Dataset excerpts
━━━━━━━━━━━━━━━━━━━━━━━━━━━━━━

// ── Device domain types ──

use chrono::{DateTime, Utc};
use serde::{Deserialize, Serialize};
use strum::{Display, EnumString};

use super::entity_id::EntityId;
use crate::classify::{BatteryTier, FillTier, classify_battery, classify_fill};

/// Connectivity reported by the backend.
#[derive(
    Debug, Clone, Copy, PartialEq, Eq, Hash, Default, Serialize, Deserialize, Display, EnumString,
)]
#[serde(rename_all = "snake_case")]
#[strum(serialize_all = "snake_case", ascii_case_insensitive)]
pub enum DeviceStatus {
    Online,
    Offline,
    Maintenance,
    #[default]
    #[serde(other)]
    Unknown,
}

impl DeviceStatus {
    /// Parse a backend status string, falling back to `Unknown`.
    pub fn from_wire(raw: &str) -> Self {
        raw.parse().unwrap_or_default()
    }

    pub fn is_online(self) -> bool {
        matches!(self, Self::Online)
    }
}

/// Geographic placement of a device.
#[derive(Debug, Clone, PartialEq, Serialize, Deserialize)]
pub struct Location {
    pub latitude: f64,
    pub longitude: f64,
    pub address: String,
}

/// A monitored waste container.
///
/// `fill_level` and `battery_level` are stored exactly as reported, even
/// when sensor noise pushes them outside 0..=100. Clamp at render time
/// with [`clamp_percent`](crate::classify::clamp_percent).
#[derive(Debug, Clone, PartialEq, Serialize, Deserialize)]
pub struct Device {
    pub id: EntityId,
    pub name: String,
    pub location: Location,
    pub fill_level: f64,
    pub battery_level: f64,
    pub status: DeviceStatus,
    pub temperature: Option<f64>,
    pub humidity: Option<f64>,
    pub last_updated: DateTime<Utc>,
}

impl Device {
    pub fn fill_tier(&self) -> FillTier {
        classify_fill(self.fill_level, self.status)
    }

    pub fn battery_tier(&self) -> BatteryTier {
        classify_battery(self.battery_level)
    }

    pub fn is_online(&self) -> bool {
        self.status.is_online()
    }
}

#[cfg(test)]
mod tests {
    use super::*;

    #[test]
    fn status_parses_known_values() {
        assert_eq!(DeviceStatus::from_wire("online"), DeviceStatus::Online);
        assert_eq!(DeviceStatus::from_wire("OFFLINE"), DeviceStatus::Offline);
        assert_eq!(DeviceStatus::from_wire("maintenance"), DeviceStatus::Maintenance);
    }

    #[test]
    fn unknown_status_is_not_online() {
        let status = DeviceStatus::from_wire("rebooting");
        assert_eq!(status, DeviceStatus::Unknown);
        assert!(!status.is_online());
    }
}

━━━━━━━━━━━━━━━━━━━━━━━━━━━━━━

Your task is to copy every line of the entries that contains the string "strum".

■ Task solution:
use strum::{Display, EnumString};
#[strum(serialize_all = "snake_case", ascii_case_insensitive)]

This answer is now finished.